Aircraft Make: CESSNA
Aircraft Model: 195
Event Type: Incident
Highest Injury: Minor
Flight Phase: LANDING (LDG)
City: LIVERMORE FALLS
LIVERMORE FALLS — The sunny, blue skies above Livermore Falls buzzed with the sound of plane engines Saturday morning during the start of the 30th annual Bowman Field Fly-In, taking place Aug. 27-28.
Unfortunately for seasoned flight enthusiast Stephen Christy of Lebanon, New Hampshire, not everything went as planned.
Christy, a longtime president and CEO of Mascoma Savings Bank in New Hampshire, flipped his plane upon landing at the grass airfield.

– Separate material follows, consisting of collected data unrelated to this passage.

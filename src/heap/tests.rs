use super::*;
use crate::test_helpers::test_rng;
use crate::testing::crash_test::CrashTestOrder;
use crate::{HeapError, NaturalOrder, Region, Reversed};
use rand::{seq::SliceRandom, Rng};
use std::cell::Cell;
use std::collections::VecDeque;
use std::panic::{catch_unwind, AssertUnwindSafe};

fn sorted(v: &[i32]) -> Vec<i32> {
    let mut v = v.to_vec();
    v.sort();
    v
}

fn random_vec(rng: &mut impl Rng, len: usize) -> Vec<i32> {
    // a narrow value range so that duplicates are common
    (0..len).map(|_| rng.gen_range(-20..20)).collect()
}

fn permutations(items: &[i32]) -> Vec<Vec<i32>> {
    if items.len() <= 1 {
        return vec![items.to_vec()];
    }
    let mut out = Vec::new();
    for i in 0..items.len() {
        let mut rest = items.to_vec();
        let first = rest.remove(i);
        for mut tail in permutations(&rest) {
            tail.insert(0, first);
            out.push(tail);
        }
    }
    out
}

#[test]
fn test_make_then_sort() {
    let mut v = vec![3, 1, 4, 1, 5, 9, 2, 6];
    make_heap(&mut v);
    assert!(is_heap(&v));
    assert_eq!(v[0], 9);
    sort_heap(&mut v);
    assert_eq!(v, [1, 1, 2, 3, 4, 5, 6, 9]);
}

#[test]
fn test_empty() {
    let mut v: Vec<i32> = Vec::new();
    assert!(is_heap(&v));
    make_heap(&mut v);
    push_heap(&mut v);
    pop_heap(&mut v);
    sort_heap(&mut v);
    heap_sort(&mut v);
    assert!(v.is_empty());
    assert!(is_heap(&v));
    assert_eq!(is_heap_until(&v), 0);
}

#[test]
fn test_single_element() {
    let mut v = vec![5];
    assert!(is_heap(&v));
    make_heap(&mut v);
    assert_eq!(v, [5]);
    pop_heap(&mut v);
    assert_eq!(v, [5]);
    assert!(is_heap(&v));
    push_heap(&mut v);
    sort_heap(&mut v);
    assert_eq!(v, [5]);
}

#[test]
fn test_is_heap_small() {
    assert!(is_heap(&[2, 1]));
    assert!(!is_heap(&[1, 2]));
    assert!(is_heap(&[2, 2]));
    assert!(is_heap(&[3, 1, 2]));
    assert!(!is_heap(&[3, 1, 4]));
    // only the left child of the last internal node exists
    assert!(is_heap(&[4, 3, 2, 1]));
    assert!(!is_heap(&[4, 1, 2, 3]));
}

#[test]
fn test_make_heap_every_length() {
    let mut rng = test_rng();
    for len in 0..=64 {
        let original = random_vec(&mut rng, len);
        let mut v = original.clone();
        make_heap(&mut v);
        assert!(is_heap(&v), "not a heap after make_heap: {v:?}");
        assert_eq!(sorted(&v), sorted(&original));
    }
}

#[test]
fn test_push_heap_one_at_a_time() {
    let mut rng = test_rng();
    let mut heap = Vec::new();
    let mut pushed = Vec::new();
    for _ in 0..200 {
        let x = rng.gen_range(-100..100);
        pushed.push(x);
        heap.push(x);
        push_heap(&mut heap);
        assert!(is_heap(&heap));
        assert_eq!(heap[0], *pushed.iter().max().unwrap());
    }
    assert_eq!(sorted(&heap), sorted(&pushed));
}

#[test]
fn test_pop_heap_yields_maximum() {
    let mut rng = test_rng();
    let mut v = random_vec(&mut rng, 100);
    make_heap(&mut v);
    while !v.is_empty() {
        let max = *v.iter().max().unwrap();
        pop_heap(&mut v);
        assert_eq!(v.pop(), Some(max));
        assert!(is_heap(&v));
    }
}

#[test]
fn test_pop_heap_two_elements() {
    let mut v = vec![7, 3];
    pop_heap(&mut v);
    assert_eq!(v, [3, 7]);
}

#[test]
fn test_sort_heap_matches_std() {
    let mut rng = test_rng();
    for _ in 0..50 {
        let len = rng.gen_range(0..300);
        let original = random_vec(&mut rng, len);
        let mut v = original.clone();
        make_heap(&mut v);
        sort_heap(&mut v);
        assert_eq!(v, sorted(&original));
    }
}

#[test]
fn test_sort_heap_idempotent() {
    let mut rng = test_rng();
    let mut v = random_vec(&mut rng, 77);
    heap_sort(&mut v);
    let once = v.clone();
    make_heap(&mut v);
    sort_heap(&mut v);
    assert_eq!(v, once);
}

#[test]
fn test_all_permutations_of_multiset() {
    let multiset = [1, 1, 2, 3, 3, 4];
    let expected = sorted(&multiset);
    for perm in permutations(&multiset) {
        let mut v = perm.clone();
        make_heap(&mut v);
        assert!(is_heap(&v), "{perm:?} gave {v:?}");
        sort_heap(&mut v);
        assert_eq!(v, expected, "sorting {perm:?}");
    }
}

#[test]
fn test_reversed_order() {
    let mut v = vec![3, 1, 4, 1, 5, 9, 2, 6];
    make_heap_by(&mut v, Reversed(NaturalOrder::new()));
    assert_eq!(v[0], 1);
    assert!(is_heap_by(&v, Reversed(NaturalOrder::new())));
    assert!(!is_heap(&v));
    sort_heap_by(&mut v, Reversed(NaturalOrder::new()));
    assert_eq!(v, [9, 6, 5, 4, 3, 2, 1, 1]);
}

#[derive(Debug, Clone, PartialEq)]
struct Task {
    priority: u8,
    name: &'static str,
}

#[test]
fn test_closure_on_custom_type() {
    let by_priority = |a: &Task, b: &Task| a.priority < b.priority;
    let mut tasks = vec![
        Task { priority: 2, name: "write" },
        Task { priority: 9, name: "deploy" },
        Task { priority: 5, name: "review" },
        Task { priority: 1, name: "lunch" },
    ];
    make_heap_by(&mut tasks, by_priority);
    assert!(is_heap_by(&tasks, by_priority));

    let mut order = Vec::new();
    while !tasks.is_empty() {
        pop_heap_by(&mut tasks, by_priority);
        order.push(tasks.pop().unwrap().name);
    }
    assert_eq!(order, ["deploy", "review", "write", "lunch"]);
}

#[test]
fn test_equivalent_keys_sort_by_key_only() {
    let mut rng = test_rng();
    let by_key = |a: &(i32, usize), b: &(i32, usize)| a.0 < b.0;
    let mut v: Vec<(i32, usize)> = (0..60).map(|i| (rng.gen_range(0..4), i)).collect();
    heap_sort_by(&mut v, by_key);
    assert!(v.windows(2).all(|w| w[0].0 <= w[1].0));
    let mut labels: Vec<usize> = v.iter().map(|&(_, i)| i).collect();
    labels.sort();
    assert_eq!(labels, (0..60).collect::<Vec<_>>());
}

#[test]
fn test_dyn_strategy() {
    let less: &dyn Fn(&i32, &i32) -> bool = &|a: &i32, b: &i32| a < b;
    let mut v = vec![4, 8, 1, 9];
    heap_sort_by(&mut v, less);
    assert_eq!(v, [1, 4, 8, 9]);
}

#[test]
fn test_sub_slice() {
    let mut v = vec![0, 0, 5, 1, 7, 3, 0, 0];
    make_heap(&mut v[2..6]);
    assert_eq!(v[2], 7);
    assert!(is_heap(&v[2..6]));
    sort_heap(&mut v[2..6]);
    assert_eq!(v, [0, 0, 1, 3, 5, 7, 0, 0]);
}

#[test]
fn test_region_bounds_are_respected() {
    let mut v = vec![100, 9, 5, 8, 1, 2, 200];
    {
        let mut region = Region::new(&mut v, 1..6);
        assert!(is_heap(&region));
        pop_heap(&mut region);
    }
    assert_eq!(v[0], 100);
    assert_eq!(v[5], 9);
    assert_eq!(v[6], 200);
    assert!(is_heap(&v[1..5]));
}

#[test]
fn test_wrapped_vec_deque() {
    let mut rng = test_rng();
    let mut deque = VecDeque::with_capacity(16);
    for _ in 0..10 {
        deque.push_back(rng.gen_range(0..50));
    }
    for _ in 0..6 {
        deque.push_front(rng.gen_range(0..50));
    }
    let expected = sorted(&deque.iter().copied().collect::<Vec<_>>());

    make_heap(&mut deque);
    assert!(is_heap(&deque));
    sort_heap(&mut deque);
    assert_eq!(deque.into_iter().collect::<Vec<_>>(), expected);
}

#[test]
fn test_floats_with_nan_do_not_panic() {
    let mut v = vec![2.5, f64::NAN, -1.0, 7.25, f64::NAN, 0.0];
    heap_sort(&mut v);
    assert_eq!(v.len(), 6);
    assert_eq!(v.iter().filter(|x| x.is_nan()).count(), 2);

    let mut v = vec![2.5, -1.0, 7.25, 0.0];
    heap_sort(&mut v);
    assert_eq!(v, [-1.0, 0.0, 2.5, 7.25]);
}

#[test]
fn test_make_heap_is_linear() {
    let mut rng = test_rng();
    for len in [1, 2, 3, 10, 100, 1000, 4097] {
        let mut v = random_vec(&mut rng, len);
        let calls = Cell::new(0);
        make_heap_by(&mut v, CrashTestOrder::new(&calls));
        assert!(calls.get() <= 2 * len, "{} comparisons for {len} elements", calls.get());
    }
}

#[test]
fn test_push_pop_are_logarithmic() {
    let mut rng = test_rng();
    let mut v = random_vec(&mut rng, 1023);
    make_heap(&mut v);

    // a tree of 1024 nodes is 11 levels deep
    let calls = Cell::new(0);
    v.push(1000);
    push_heap_by(&mut v, CrashTestOrder::new(&calls));
    assert!(calls.get() <= 10);

    let calls = Cell::new(0);
    pop_heap_by(&mut v, CrashTestOrder::new(&calls));
    assert!(calls.get() <= 2 * 10);
    assert_eq!(v.pop(), Some(1000));
}

#[test]
fn test_panic_in_less_keeps_elements() {
    let mut rng = test_rng();
    let original = random_vec(&mut rng, 40);

    let total = Cell::new(0);
    heap_sort_by(&mut original.clone(), CrashTestOrder::new(&total));

    for panic_at in [1, 2, total.get() / 3, total.get() / 2, total.get()] {
        let mut v = original.clone();
        let calls = Cell::new(0);
        let result = catch_unwind(AssertUnwindSafe(|| {
            heap_sort_by(&mut v, CrashTestOrder::panic_at(&calls, panic_at))
        }));
        assert!(result.is_err());
        assert_eq!(calls.get(), panic_at);
        assert_eq!(sorted(&v), sorted(&original));
    }
}

#[test]
fn test_is_heap_until_agrees_with_is_heap() {
    let mut rng = test_rng();
    for _ in 0..200 {
        let len = rng.gen_range(0..12);
        let v = random_vec(&mut rng, len);
        let until = is_heap_until(&v);
        assert_eq!(until == v.len(), is_heap(&v), "{v:?}");
        assert!(is_heap(&v[..until]));
    }

    let mut v = random_vec(&mut rng, 30);
    make_heap(&mut v);
    v.shuffle(&mut rng);
    v.insert(0, i32::MIN);
    assert_eq!(is_heap_until(&v), 1);
}

#[test]
fn test_try_push_heap() {
    let mut empty: Vec<i32> = Vec::new();
    assert_eq!(try_push_heap(&mut empty), Err(HeapError::EmptyRange));

    let mut v = vec![9, 5, 8, 1];
    v.push(10);
    assert_eq!(try_push_heap(&mut v), Ok(()));
    assert!(is_heap(&v));

    // only the new last element may be out of place
    let mut v = vec![9, 5, 8, 6, 2];
    assert_eq!(try_push_heap(&mut v), Err(HeapError::NotAHeap { index: 3 }));
    assert_eq!(v, [9, 5, 8, 6, 2]);
}

#[test]
fn test_try_pop_heap() {
    let mut v = vec![1, 9];
    assert_eq!(try_pop_heap(&mut v), Err(HeapError::NotAHeap { index: 1 }));
    assert_eq!(v, [1, 9]);

    let mut v = vec![9, 1];
    assert_eq!(try_pop_heap(&mut v), Ok(()));
    assert_eq!(v, [1, 9]);

    let mut v = vec![5];
    assert_eq!(try_pop_heap(&mut v), Ok(()));
    assert_eq!(v, [5]);
}

#[test]
fn test_try_sort_heap() {
    let mut empty: [i32; 0] = [];
    assert_eq!(try_sort_heap(&mut empty), Ok(()));

    let mut v = [4, 9, 2];
    assert_eq!(try_sort_heap(&mut v), Err(HeapError::NotAHeap { index: 1 }));
    assert_eq!(v, [4, 9, 2]);

    let min_first = |a: &i32, b: &i32| a > b;
    let mut v = [2, 4, 9];
    assert_eq!(try_sort_heap_by(&mut v, min_first), Ok(()));
    assert_eq!(v, [9, 4, 2]);
}

#[test]
fn test_error_display() {
    assert_eq!(HeapError::EmptyRange.to_string(), "operation requires a non-empty range");
    assert_eq!(
        HeapError::NotAHeap { index: 4 }.to_string(),
        "range is not a heap: element 4 is greater than its parent"
    );
}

“The plane seemed to land and was rolling, but then just tipped over," said an onlooker who declined to give their name. "They might have hit a bump.”
Christy and one other male occupant, with what appeared to be a bleeding forehead, managed to walk away from the overturned plane.
Livermore Falls Fire Department personnel were on the scene immediately to assist the two men and a Northstar Ambulance arrived shortly thereafter to assess their condition.
Christy’s plane is a 1948 Cessna 195, a larger five-seat, vintage aircraft that can often be valued at more than $100,000. According to information on the Aircraft Owners and Pilots Association website, the Cessna 195 is known to be finicky on the ground with bounciness upon landing.
The mishap put a short hold on the runway activities and seemed to dampen the mood of the event for a while. Pilots in attendance said they were aware of the constant need to remain vigilant when flying.
“I’ve flown for the civil air patrol,” Don Cote of Sabattus said while performing a pre-flight check of his two-seater Cessna 150. “I like going through everything.”
Safety seemed even more critical to Chief Ranger Pilot, John Crowley, who pilots a helicopter for the Maine Forest Service. His aircraft is a Bell UH-1 Iroquois, commonly known as "Huey" and is a multipurpose utility helicopter famous for its use during the Vietnam War. Like many Hueys that are still in use today, his aircraft is primarily used in firefighting missions.
Earlier this summer, Crowley and his team dealt with stubborn wildfires on Mt. Abram in Kingfield.
“We played with that fire for two days before it slowed up,” Crowley said. “At one point, it was 1/100th of an acre but went to 50 acres by the end of the day.”
While discussing the “Bambi Bucket” that carries 200 gallons of water to suppress fires in remote locations, Crowley added “We don’t put out fires with the 'copter; we make it easier for the guys on the ground.”
The firefighting Huey was a hit with Glenda Clark of North Turner and her three grandchildren, Reagan, Noah, and Garret.
“This is pretty awesome for the kids,” she said. “I didn’t realize there was so much enthusiasm about planes.”
She said she was delighted that everything was free.
“It’s pretty cool,” her grandson, Garret, said.
Others said they attended because they just love airplanes.
Jon Polky, who lives near the airport, said he used to hay the fields there as a kid. During a period when he lived near the coast, Polky said he volunteered at the Owls Head Transportation Museum.
“I like to share the information I know about machines,” said Polky as his companion, Darlene Moore, nodded in agreement.
“He’s trying to get me to take a flight,” Moore said regarding the demonstration flights offered at the event.
“I took her on a helicopter ride once and she loved it,” Polky said.
The event continues through the weekend with music, games, food, a yard sale, and door prizes. Admission and parking are free.
Bowman Field is at 40 River Road in Livermore Falls.